Brexit : la seconde phase

Où l’on avance à reculons

Michel Barnier, le pugnace négociateur en chef de l'Union Européenne Foto: GUE/NGL/CC-BY-SA/2.0Gen

(Marc Chaudeur) – Avant la seconde phase des tractations en vue du Brexit, le Parlement européen a précisé hier, à Strasbourg, ce qu’il comptait faire à l’égard du Royaume-(Dés)Uni. Et comme son négociateur en chef Michel Barnier, il optera vraisemblablement pour une conduite dure.

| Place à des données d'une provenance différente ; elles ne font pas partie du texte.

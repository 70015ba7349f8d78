//! Chronological timeline assembly from merged events and date mentions.
//!
//! Ordering is by a synthesized integer key derived from the raw date text.
//! The timeline key has year resolution; [`journal_sort_key`] is the finer
//! month-resolution key used by the journal and biography consumers. Both
//! give the same raw date string the same relative position within their
//! own consumer.

use std::sync::LazyLock;

use regex::Regex;

use memoir_types::{DateMention, EntrySource, Event, EventType, TimelineEntry};

/// Sort key for entries whose date string contains no 4-digit year.
const UNDATED_KEY: i32 = 9999;
/// Journal-key equivalent of [`UNDATED_KEY`].
const UNDATED_JOURNAL_KEY: i32 = 999_999;

static RE_YEAR: LazyLock<Regex> =
    LazyLock::new(|| Regex::new(r"\d{4}").expect("year regex"));

static RE_JOURNAL_YEAR: LazyLock<Regex> =
    LazyLock::new(|| Regex::new(r"(19|20)\d{2}").expect("journal year regex"));

/// Build one ordered timeline from events and standalone date mentions.
///
/// Every event becomes an entry. A date mention becomes a "mention" entry
/// unless an entry with the same raw date already describes it: for a
/// mention carrying event text that means a same-date entry whose
/// description contains the text, for a bare mention any same-date entry
/// suppresses it. The sort is stable, so undated entries keep their
/// insertion order at the end.
pub fn build_timeline(events: &[Event], dates: &[DateMention]) -> Vec<TimelineEntry> {
    let mut timeline: Vec<TimelineEntry> = Vec::new();

    for event in events {
        timeline.push(TimelineEntry {
            date: event
                .date
                .clone()
                .unwrap_or_else(|| "Unknown".to_string()),
            entry_type: event.event_type,
            description: event.description.clone(),
            confidence: event.date_confidence,
            people: event.people_involved.clone(),
            places: event.places_involved.clone(),
            source: EntrySource::Event,
        });
    }

    for mention in dates {
        // An absent event text behaves as empty: contains("") always holds,
        // so any same-date entry suppresses a bare mention
        let needle = mention.event.as_deref().unwrap_or("").to_lowercase();
        let already_covered = timeline.iter().any(|entry| {
            entry.date == mention.date && entry.description.to_lowercase().contains(&needle)
        });
        if already_covered {
            continue;
        }
        timeline.push(TimelineEntry {
            date: mention.date.clone(),
            entry_type: EventType::Mention,
            description: mention.event.clone().unwrap_or_default(),
            confidence: mention.confidence,
            people: Vec::new(),
            places: Vec::new(),
            source: EntrySource::DateMention,
        });
    }

    timeline.sort_by_key(|entry| timeline_sort_key(&entry.date));
    timeline
}

/// Year-resolution sort key for a raw date string.
///
/// The first 4-digit run anywhere in the string is the year; "late" shifts
/// it +5 and "early" −5, checked as substrings of the whole lowercased
/// string ("late" first). The substring check can fire on unrelated text;
/// that imprecision is part of the ordering contract and is kept as is.
pub fn timeline_sort_key(date: &str) -> i32 {
    let Some(m) = RE_YEAR.find(date) else {
        return UNDATED_KEY;
    };
    let year: i32 = m.as_str().parse().expect("4-digit year parses");

    let lower = date.to_lowercase();
    if lower.contains("late") {
        year + 5
    } else if lower.contains("early") {
        year - 5
    } else {
        year
    }
}

/// Month-resolution sort key shared with the journal/biography consumers.
///
/// `year * 100` plus a sub-year offset from keyword presence; defaults to
/// mid-year when no keyword narrows it down.
pub fn journal_sort_key(date: &str) -> i32 {
    let Some(m) = RE_JOURNAL_YEAR.find(date) else {
        return UNDATED_JOURNAL_KEY;
    };
    let year: i32 = m.as_str().parse().expect("4-digit year parses");
    let lower = date.to_lowercase();

    let offset = if lower.contains("early") {
        1
    } else if lower.contains("late") {
        12
    } else if lower.contains("spring") {
        3
    } else if lower.contains("summer") {
        6
    } else if lower.contains("fall") || lower.contains("autumn") {
        9
    } else if lower.contains("winter") {
        12
    } else {
        6
    };

    year * 100 + offset
}

#[cfg(test)]
mod tests {
    use super::*;
    use memoir_types::ConfidenceLevel;

    fn event(event_type: EventType, description: &str, date: Option<&str>) -> Event {
        Event {
            event_type,
            description: description.to_string(),
            date: date.map(str::to_string),
            date_confidence: ConfidenceLevel::Exact,
            people_involved: Vec::new(),
            places_involved: Vec::new(),
            source_text: None,
        }
    }

    fn mention(date: &str, event: Option<&str>) -> DateMention {
        DateMention {
            date: date.to_string(),
            date_type: memoir_types::DateType::Year,
            event: event.map(str::to_string),
            confidence: ConfidenceLevel::Exact,
        }
    }

    // ── timeline_sort_key ────────────────────────────────────────────

    #[test]
    fn test_sort_key_plain_year() {
        assert_eq!(timeline_sort_key("1968"), 1968);
        assert_eq!(timeline_sort_key("June 1968"), 1968);
    }

    #[test]
    fn test_sort_key_late_and_early() {
        assert_eq!(timeline_sort_key("late 1960s"), 1965);
        assert_eq!(timeline_sort_key("early 1960s"), 1955);
        // "late" wins when both substrings are present
        assert_eq!(timeline_sort_key("late or early 1960s"), 1965);
    }

    #[test]
    fn test_sort_key_no_year() {
        assert_eq!(timeline_sort_key("Unknown"), UNDATED_KEY);
        assert_eq!(timeline_sort_key("that summer"), UNDATED_KEY);
        assert_eq!(timeline_sort_key(""), UNDATED_KEY);
    }

    #[test]
    fn test_sort_key_qualifier_fires_on_unrelated_text() {
        // The substring check is deliberately blunt: "Slater" contains
        // "late", and the offset applies anyway
        assert_eq!(timeline_sort_key("Slater Street, 1968"), 1973);
    }

    // ── journal_sort_key ─────────────────────────────────────────────

    #[test]
    fn test_journal_key_offsets() {
        assert_eq!(journal_sort_key("early 1960s"), 196001);
        assert_eq!(journal_sort_key("late 1960s"), 196012);
        assert_eq!(journal_sort_key("spring 1968"), 196803);
        assert_eq!(journal_sort_key("summer of 1972"), 197206);
        assert_eq!(journal_sort_key("fall 1950"), 195009);
        assert_eq!(journal_sort_key("winter 1950"), 195012);
        assert_eq!(journal_sort_key("1968"), 196806);
    }

    #[test]
    fn test_journal_key_no_year() {
        assert_eq!(journal_sort_key("around then"), UNDATED_JOURNAL_KEY);
    }

    #[test]
    fn test_keys_agree_on_relative_order() {
        // Both consumers must order these raw strings the same way
        let dates = ["early 1950s", "1950", "summer of 1950", "late 1950s", "1968"];
        let mut by_timeline: Vec<&str> = dates.to_vec();
        by_timeline.sort_by_key(|d| timeline_sort_key(d));
        let mut by_journal: Vec<&str> = dates.to_vec();
        by_journal.sort_by_key(|d| journal_sort_key(d));
        assert_eq!(by_timeline, by_journal);
    }

    // ── build_timeline ───────────────────────────────────────────────

    #[test]
    fn test_events_and_mentions_ordered_by_year() {
        let events = [event(EventType::Move, "moved to the city", Some("1970"))];
        let dates = [mention("1965", Some("started at the plant"))];
        let timeline = build_timeline(&events, &dates);
        assert_eq!(timeline.len(), 2);
        assert_eq!(timeline[0].date, "1965");
        assert_eq!(timeline[0].entry_type, EventType::Mention);
        assert_eq!(timeline[0].source, EntrySource::DateMention);
        assert_eq!(timeline[1].date, "1970");
        assert_eq!(timeline[1].source, EntrySource::Event);
    }

    #[test]
    fn test_bare_mention_becomes_entry() {
        let events = [event(EventType::Move, "moved to the city", Some("1970"))];
        let dates = [mention("1965", None)];
        let timeline = build_timeline(&events, &dates);
        assert_eq!(timeline.len(), 2);
        assert_eq!(timeline[0].date, "1965");
        assert_eq!(timeline[0].entry_type, EventType::Mention);
        assert_eq!(timeline[1].date, "1970");
    }

    #[test]
    fn test_bare_mention_suppressed_by_same_date_entry() {
        let events = [event(EventType::Move, "moved to the city", Some("1965"))];
        let dates = [mention("1965", None), mention("1965", None)];
        let timeline = build_timeline(&events, &dates);
        assert_eq!(timeline.len(), 1);
        assert_eq!(timeline[0].source, EntrySource::Event);
    }

    #[test]
    fn test_duplicate_mention_suppressed() {
        let events = [event(
            EventType::Job,
            "I started at the plant in 1965",
            Some("1965"),
        )];
        let dates = [mention("1965", Some("started at the plant"))];
        let timeline = build_timeline(&events, &dates);
        assert_eq!(timeline.len(), 1);
        assert_eq!(timeline[0].source, EntrySource::Event);
    }

    #[test]
    fn test_same_date_different_description_not_suppressed() {
        let events = [event(EventType::Job, "I started at the plant", Some("1965"))];
        let dates = [mention("1965", Some("bought the first car"))];
        let timeline = build_timeline(&events, &dates);
        assert_eq!(timeline.len(), 2);
    }

    #[test]
    fn test_undated_events_sort_last_in_insertion_order() {
        let events = [
            event(EventType::Other, "first undated", None),
            event(EventType::Move, "the big move", Some("1952")),
            event(EventType::Other, "second undated", None),
        ];
        let timeline = build_timeline(&events, &[]);
        assert_eq!(timeline[0].date, "1952");
        assert_eq!(timeline[1].description, "first undated");
        assert_eq!(timeline[1].date, "Unknown");
        assert_eq!(timeline[2].description, "second undated");
    }

    #[test]
    fn test_event_fields_copied_through() {
        let mut e = event(EventType::Marriage, "we got married", Some("June 1968"));
        e.people_involved = vec!["John".to_string()];
        e.places_involved = vec!["Springfield, IL".to_string()];
        e.date_confidence = ConfidenceLevel::Approximate;
        let timeline = build_timeline(std::slice::from_ref(&e), &[]);
        let entry = &timeline[0];
        assert_eq!(entry.date, "June 1968");
        assert_eq!(entry.entry_type, EventType::Marriage);
        assert_eq!(entry.confidence, ConfidenceLevel::Approximate);
        assert_eq!(entry.people, vec!["John"]);
        assert_eq!(entry.places, vec!["Springfield, IL"]);
    }
}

Mercredi à Strasbourg, en effet, le Parlement européen a adopté une résolution dont il est difficile de ne pas comprendre ce qui s’annonce, globalement : en somme, pas de quartier pour les Brits. Il est exclu que l’Union européenne fasse des cadeaux ou pêche par laxisme dans les domaines les plus essentiels, et par conséquent, les plus aigus : les normes sociales, celles de la protection des consommateurs et de l’environnement, dont il faudra veiller (dans la mesure du possible, faut-il ajouter…) qu’elles ne s’écartent pas trop des règles européennes. Et la concurrence fiscale vers le bas – le Royaume-Uni risque évidemment de devenir un paradis fiscal aux portes de l’UE, perspective tout à fait inacceptable. Mais c’est bien ce que les Brexiteers les plus ardents désirent et réclament, à mots à peine voilés.

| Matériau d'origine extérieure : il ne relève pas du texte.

//! Global configuration models for `.enrich-kit/config.toml`.
//!
//! This module defines the structure of the configuration file that
//! controls where the backend lives, how the progress tracker times its
//! fallbacks, and where view state is persisted.

use serde::Deserialize;
use serde::Serialize;
use ts_rs::TS;

/// Represents global settings from `.enrich-kit/config.toml`.
///
/// Every section is optional; missing values take their defaults.
///
/// # Example
///
/// ```toml
/// # .enrich-kit/config.toml
/// history_limit = 50
///
/// [backend]
/// base_url = "http://localhost:8000"
/// ws_url = "ws://localhost:8000"
///
/// [timing]
/// grace_period_ms = 5000
/// poll_interval_ms = 500
/// ```
#[derive(Serialize, Deserialize, Debug, Clone, PartialEq, Eq, TS)]
pub struct GlobalConfig {
    #[serde(default)]
    pub backend: BackendSettings,

    #[serde(default)]
    pub timing: TimingSettings,

    #[serde(default)]
    pub storage: StorageSettings,

    /// Number of entries `enrich history` fetches by default.
    #[serde(default = "default_history_limit")]
    pub history_limit: u32,
}

impl Default for GlobalConfig {
    fn default() -> Self {
        Self {
            backend: BackendSettings::default(),
            timing: TimingSettings::default(),
            storage: StorageSettings::default(),
            history_limit: default_history_limit(),
        }
    }
}

/// Where the enrichment backend is reachable.
#[derive(Serialize, Deserialize, Debug, Clone, PartialEq, Eq, TS)]
pub struct BackendSettings {
    /// Base URL of the HTTP API.
    #[serde(default = "default_base_url")]
    pub base_url: String,

    /// Base URL of the WebSocket endpoint (`/ws/{token}` is appended).
    #[serde(default = "default_ws_url")]
    pub ws_url: String,

    /// Upper bound on one job submission. Jobs routinely run for minutes.
    #[serde(default = "default_submit_timeout_secs")]
    pub submit_timeout_secs: u64,
}

impl Default for BackendSettings {
    fn default() -> Self {
        Self {
            base_url: default_base_url(),
            ws_url: default_ws_url(),
            submit_timeout_secs: default_submit_timeout_secs(),
        }
    }
}

/// Timers used by the progress tracker.
#[derive(Serialize, Deserialize, Debug, Clone, Copy, PartialEq, Eq, TS)]
pub struct TimingSettings {
    /// Delay after progress reaches 100% before completion is forced.
    #[serde(default = "default_grace_period_ms")]
    pub grace_period_ms: u64,

    /// Interval at which a view reads the other view's registry.
    #[serde(default = "default_poll_interval_ms")]
    pub poll_interval_ms: u64,

    /// Interval of the per-process elapsed-time ticker.
    #[serde(default = "default_ticker_interval_ms")]
    pub ticker_interval_ms: u64,
}

impl Default for TimingSettings {
    fn default() -> Self {
        Self {
            grace_period_ms: default_grace_period_ms(),
            poll_interval_ms: default_poll_interval_ms(),
            ticker_interval_ms: default_ticker_interval_ms(),
        }
    }
}

/// Where view registries are persisted.
#[derive(Serialize, Deserialize, Debug, Clone, PartialEq, Eq, TS)]
pub struct StorageSettings {
    /// Directory, relative to the project root unless absolute.
    #[serde(default = "default_storage_dir")]
    pub dir: String,
}

impl Default for StorageSettings {
    fn default() -> Self {
        Self {
            dir: default_storage_dir(),
        }
    }
}

fn default_base_url() -> String {
    "http://localhost:8000".to_string()
}

fn default_ws_url() -> String {
    "ws://localhost:8000".to_string()
}

fn default_submit_timeout_secs() -> u64 {
    60 * 60
}

fn default_grace_period_ms() -> u64 {
    5_000
}

fn default_poll_interval_ms() -> u64 {
    500
}

fn default_ticker_interval_ms() -> u64 {
    1_000
}

fn default_storage_dir() -> String {
    ".enrich-kit/state".to_string()
}

fn default_history_limit() -> u32 {
    100
}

Au contraire, ce que le PE appelle de ses vœux et a commencé depuis de nombreux mois à préciser sur le papier, c’est ce qu’on a pris coutume d’appeler level playing field : une mise à niveau des prétentions, et des ajustements réciproques. Dans la Résolution mentionnée, on parle d « obligations fortes et de clauses réalisables », nécessaires à la réalisation d’un accord cohérent.

Michel Barnier est chargé d’examiner si, en matière d’importation de marchandises agricoles et dans quelques autres secteurs sensibles, on assurera la mise en marche de taxes d’importation et de douane. Dans les diverses possessions du Royaume-Uni (comme la fameuse Île de Man), il faudra que les Britanniques empêchent tout dumping fiscal. Réaliste ? On attend encore d’apprendre comment les institutions européennes vont s’y prendre pour contrecarrer, face à l’ultra-libéralisme d’un Boris Johnson, ces possibles mesures qui entraîneraient de graves inégalités sociales et une concurrence déloyale envers l’UE.

Dans le domaine financier, la City de Londres devra déchanter : on ne lui facilitera pas la tâche, et la réalisation d’opérations fructueuses sera rendue plus difficile par sa sortie de l’UE. Michel Barnier et les parlementaires européens s’y emploieront ; pas d’inquiétude sur ce point ! Le chancelier de l’Echiquier (c’est-à-dire le ministre des Finances), Sajid Javid, l’a peut-être compris, puisqu’il vient de démissionner…

Un secteur très important dans cette histoire de divorce : celui de la pêche. Important symboliquement surtout, puisque l’apport économique de la pêche est pour ainsi dire négligeable ; mais il a permis à Johnson de circonscrire sa guerre sur un territoire concret, ce qui est toujours avantageux pour un démagogue. Le PM et ses troupes ont en effet promis que les eaux de pêche seraient « rendues » aux pêcheurs britanniques. Mais sur ce point, Barnier montre sa pugnacité : il a martelé très distinctement qu’un traité commercial devait nécessairement impliquer l’accès réciproque aux eaux et aux marchés. Aux marchés : Barnier veut signifier que si les pêcheurs britanniques empêchaient l’accès aux eaux de leur pays, ils devraient se passer des débouchés européens. Et les débouchés européens représentent 70 % des produits de leur pêche…

Enfin, mercredi à Strasbourg, Michel Barnier a rappelé à toutes fins utiles que le Brexit comprenait une particularité : c’est qu’il est lié à une durée courte. Si aucun traité n’est signé d’ici le 31 décembre 2020, on sera face à ce hard Brexit que chacun redoute, y compris les Brexiteers les moins bornés.

Avec cette clause inquiétante de l’unanimité : si on ne l’atteignait pas dans tous les domaines,bien des éléments du Traité seraient remis en cause – ou anéantis. Et ce qui inquiète surtout, c’est qu’à mesure que le temps passe, elle est de moins en moins assurée : car les Etats examinent de plus en plus, au fil des mois, en quoi consiste leur avantage particulier – bien plus que l’avantage de l’Union.

Les tractations commenceront le 25 février, après que les Etats-membres auront donné le feu vert au négociateur en chef. Le temps presse.